Divalent-anion salt effects in polyelectrolyte multilayer depositions.

We systematically investigate the effects of divalent anions on the assembly of polyelectrolyte multilayers by fabricating polystyrene sulfonate (PSS)/polyallylamine hydrochloride (PAH) multilayer films from aqueous solutions containing SO(4)(2-), HPO(4)(2-), or organic dicarboxylate dianions. The chosen concentrations of these anions (i.e., ≤0.05 M) allow us to isolate their effects on the assembly process from those of the polyelectrolyte solubility or solution ionic strength (maintained constant at μ = 1.00 M by added NaCl). Compared to a control film prepared from solutions containing only Cl(-) anions, stratified multilayers deposited in the presence of dianions exhibit increased UV absorbance, thickness, and roughness. From the dependence of film properties on the solution concentration of SO(4)(2-) and number of polyelectrolyte layers deposited, we derive a generic model for the PSS/PAH multilayer formation that involves adsorption of PAH aggregates formed in solution via electrostatic interactions of PAH with bridging dianions.
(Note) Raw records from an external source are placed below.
//! Unit-vector field stored in tangent-space encoding

use crate::raster::{Quantize, RgbRaster, ScalarField, lane_pixel};
use image::DynamicImage;
use ndarray::{Array3, Axis, Zip};
use num_traits::Float;

/// Normalize a 3-vector, treating lengths below `epsilon` as `epsilon`
pub fn normalize_guarded<T: Float>(v: [T; 3], epsilon: T) -> [T; 3] {
    let [x, y, z] = v;
    let length = (x * x + y * y + z * z).sqrt().max(epsilon);
    [x / length, y / length, z / length]
}

/// Map a component from [-1, 1] to [0, 1]
pub fn encode_component<T: Float>(value: T) -> T {
    let half = T::one() / (T::one() + T::one());
    value * half + half
}

/// Map a component from [0, 1] back to [-1, 1]
pub fn decode_component<T: Float>(value: T) -> T {
    let two = T::one() + T::one();
    value * two - T::one()
}

/// Per-pixel unit 3-vectors, each component encoded as `v * 0.5 + 0.5`
#[derive(Debug, Clone, PartialEq)]
pub struct Vector3Field {
    encoded: Array3<f32>,
}

impl Vector3Field {
    /// Normalize the raw vectors `(x, y, z)` and encode them
    ///
    /// Zero-length vectors are guarded by `epsilon` and stay finite.
    pub fn from_components(x: &ScalarField, y: &ScalarField, z: &ScalarField, epsilon: f32) -> Self {
        let mut encoded = Array3::zeros((x.height(), x.width(), 3));
        Zip::from(encoded.lanes_mut(Axis(2)))
            .and(x.data())
            .and(y.data())
            .and(z.data())
            .for_each(|mut out, &vx, &vy, &vz| {
                let unit = normalize_guarded([vx, vy, vz], epsilon);
                out.iter_mut()
                    .zip(unit)
                    .for_each(|(o, v)| *o = num_traits::clamp(encode_component(v), 0.0, 1.0));
            });
        Self { encoded }
    }

    /// Number of columns
    pub fn width(&self) -> usize {
        self.encoded.len_of(Axis(1))
    }

    /// Number of rows
    pub fn height(&self) -> usize {
        self.encoded.len_of(Axis(0))
    }

    /// Encoded components at column `x`, row `y`
    pub fn encoded(&self, x: usize, y: usize) -> Option<[f32; 3]> {
        Some([
            *self.encoded.get([y, x, 0])?,
            *self.encoded.get([y, x, 1])?,
            *self.encoded.get([y, x, 2])?,
        ])
    }

    /// Decoded vector at column `x`, row `y`
    pub fn decoded(&self, x: usize, y: usize) -> Option<[f32; 3]> {
        self.encoded(x, y).map(|v| v.map(decode_component))
    }

    /// Iterate over every decoded vector in row-major order
    pub fn decoded_iter(&self) -> impl Iterator<Item = [f32; 3]> + '_ {
        self.encoded
            .lanes(Axis(2))
            .into_iter()
            .map(|lane| lane_pixel(&lane).map(decode_component))
    }

    /// View the encoded field as an RGB raster
    pub fn to_rgb(&self) -> RgbRaster {
        RgbRaster::from_trusted(self.encoded.clone())
    }
}

impl Quantize for Vector3Field {
    fn channel_count(&self) -> usize {
        3
    }

    fn quantize(&self) -> DynamicImage {
        self.to_rgb().quantize()
    }
}
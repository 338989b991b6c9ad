//! Deterministic derivation of a PBR texture set from a single source image
//!
//! One RGB raster becomes five maps: a delighted albedo, a tangent-space
//! normal map, roughness, ambient occlusion and height. Every step is a pure
//! image filter over normalized `f32` rasters; quantization to 8 bits happens
//! only when maps are written.

#![forbid(unsafe_code)]

/// sRGB, luminance and L*a*b* conversions
pub mod color;
/// Gaussian, gradient and Laplacian primitives with a shared border policy
pub mod filters;
/// Input/output operations, configuration and error handling
pub mod io;
/// Albedo, normal, roughness, occlusion and height generators
pub mod maps;
/// Stage sequencing, output naming and the generated map set
pub mod pipeline;
/// Normalized raster types and quantization
pub mod raster;

pub use io::error::{ErrorKind, Result, TextureError};
pub use pipeline::{GeneratedMapSet, MapKind, PipelineConfig, generate_maps, process_image};
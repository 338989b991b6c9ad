//! Pipeline stages and the observer seam used for progress reporting

/// Fixed sequence of work performed by one run
#[derive(Debug, Clone, Copy, PartialEq, Eq, Hash)]
pub enum Stage {
    /// Read and normalize the source image
    Decode,
    /// Remove baked lighting for the albedo
    Delight,
    /// Collapse the source to luminance
    Luminance,
    /// Build the normal map
    Normal,
    /// Build the roughness map
    Roughness,
    /// Build the ambient occlusion map
    Occlusion,
    /// Build the height map
    Height,
    /// Write all maps
    Save,
}

impl Stage {
    /// Every stage in execution order
    pub const ALL: [Self; 8] = [
        Self::Decode,
        Self::Delight,
        Self::Luminance,
        Self::Normal,
        Self::Roughness,
        Self::Occlusion,
        Self::Height,
        Self::Save,
    ];

    /// Short human-readable label
    pub const fn label(self) -> &'static str {
        match self {
            Self::Decode => "Decoding",
            Self::Delight => "Delighting albedo",
            Self::Luminance => "Deriving luminance",
            Self::Normal => "Generating normals",
            Self::Roughness => "Generating roughness",
            Self::Occlusion => "Generating AO",
            Self::Height => "Generating height",
            Self::Save => "Saving",
        }
    }
}

/// Receives stage boundaries as a run progresses
///
/// Both hooks default to doing nothing.
pub trait StageObserver {
    /// Called immediately before `stage` begins
    fn stage_started(&mut self, _stage: Stage) {}

    /// Called after `stage` completes successfully
    fn stage_finished(&mut self, _stage: Stage) {}
}

/// Observer that ignores every notification
#[derive(Debug, Clone, Copy, Default)]
pub struct SilentObserver;

impl StageObserver for SilentObserver {}
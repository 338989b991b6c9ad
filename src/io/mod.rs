//! Input/output, configuration and error handling around the pipeline

/// Command-line interface
pub mod cli;
/// Tuning constants and parameter defaults
pub mod configuration;
/// Error types
pub mod error;
/// Image decoding and encoding
pub mod image;
/// Tracing subscriber setup
pub mod logging;
/// Stage progress display
pub mod progress;
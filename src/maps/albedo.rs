//! Albedo delighting
//!
//! Baked lighting shows up as a low-frequency trend in lightness. Dividing
//! lightness by a heavily blurred copy of itself flattens that trend while
//! leaving chrominance untouched.

use crate::color::{lab_to_rgb, rgb_to_lab};
use crate::filters::{gaussian_blur, odd_kernel_size};
use crate::io::configuration::{
    DEFAULT_SHADOW_STRENGTH, LIGHTING_EPSILON, LIGHTING_KERNEL_FRACTION,
};
use crate::io::error::Result;
use crate::maps::ensure_range;
use crate::raster::RgbRaster;

/// Delighting configuration
#[derive(Debug, Clone, Copy, PartialEq)]
pub struct DelightParameters {
    /// Blend toward the flattened lightness: 0 leaves the image unchanged, 1 fully flattens
    pub shadow_strength: f32,
}

impl Default for DelightParameters {
    fn default() -> Self {
        Self {
            shadow_strength: DEFAULT_SHADOW_STRENGTH,
        }
    }
}

impl DelightParameters {
    /// Check every field against its accepted range
    ///
    /// # Errors
    ///
    /// Returns an error if `shadow_strength` is not a finite value in [0, 1]
    pub fn validate(&self) -> Result<()> {
        ensure_range("shadow_strength", self.shadow_strength, 0.0, 1.0)
    }
}

/// Kernel extent for the lighting field: 5% of the shorter side, forced odd
pub fn lighting_kernel_size(width: usize, height: usize) -> usize {
    odd_kernel_size(width.min(height) as f32 * LIGHTING_KERNEL_FRACTION)
}

/// Remove baked directional lighting from an RGB raster
///
/// # Errors
///
/// Returns an error if the parameters are out of range or the lighting
/// kernel would exceed the supported extent
pub fn delight_albedo(rgb: &RgbRaster, params: DelightParameters) -> Result<RgbRaster> {
    params.validate()?;

    let lab = rgb_to_lab(rgb);
    let kernel = lighting_kernel_size(rgb.width(), rgb.height());
    let lighting = gaussian_blur(&lab.lightness, kernel)?;
    let mean = lab.lightness.mean();

    let flattened = lab
        .lightness
        .zip_map(&lighting, |l, light| l / (light + LIGHTING_EPSILON) * mean);

    let s = params.shadow_strength;
    let blended = lab
        .lightness
        .zip_map(&flattened, |original, flat| original.mul_add(1.0 - s, flat * s));

    let delighted = lab_to_rgb(&lab.with_lightness(blended)?)?;
    Ok(delighted.clamped())
}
Experiments using HPO(4)(2-) and organic dicarboxylate species of varying structure indicate that the separation, rigidity, and angle between the discrete negatively charged sites in the dianion govern the formation of the PAH aggregates, and therefore also the properties of the multilayer film. A universal linear relationship between film UV absorbance and thickness is observed among all dianion types or concentrations, consistent with the model.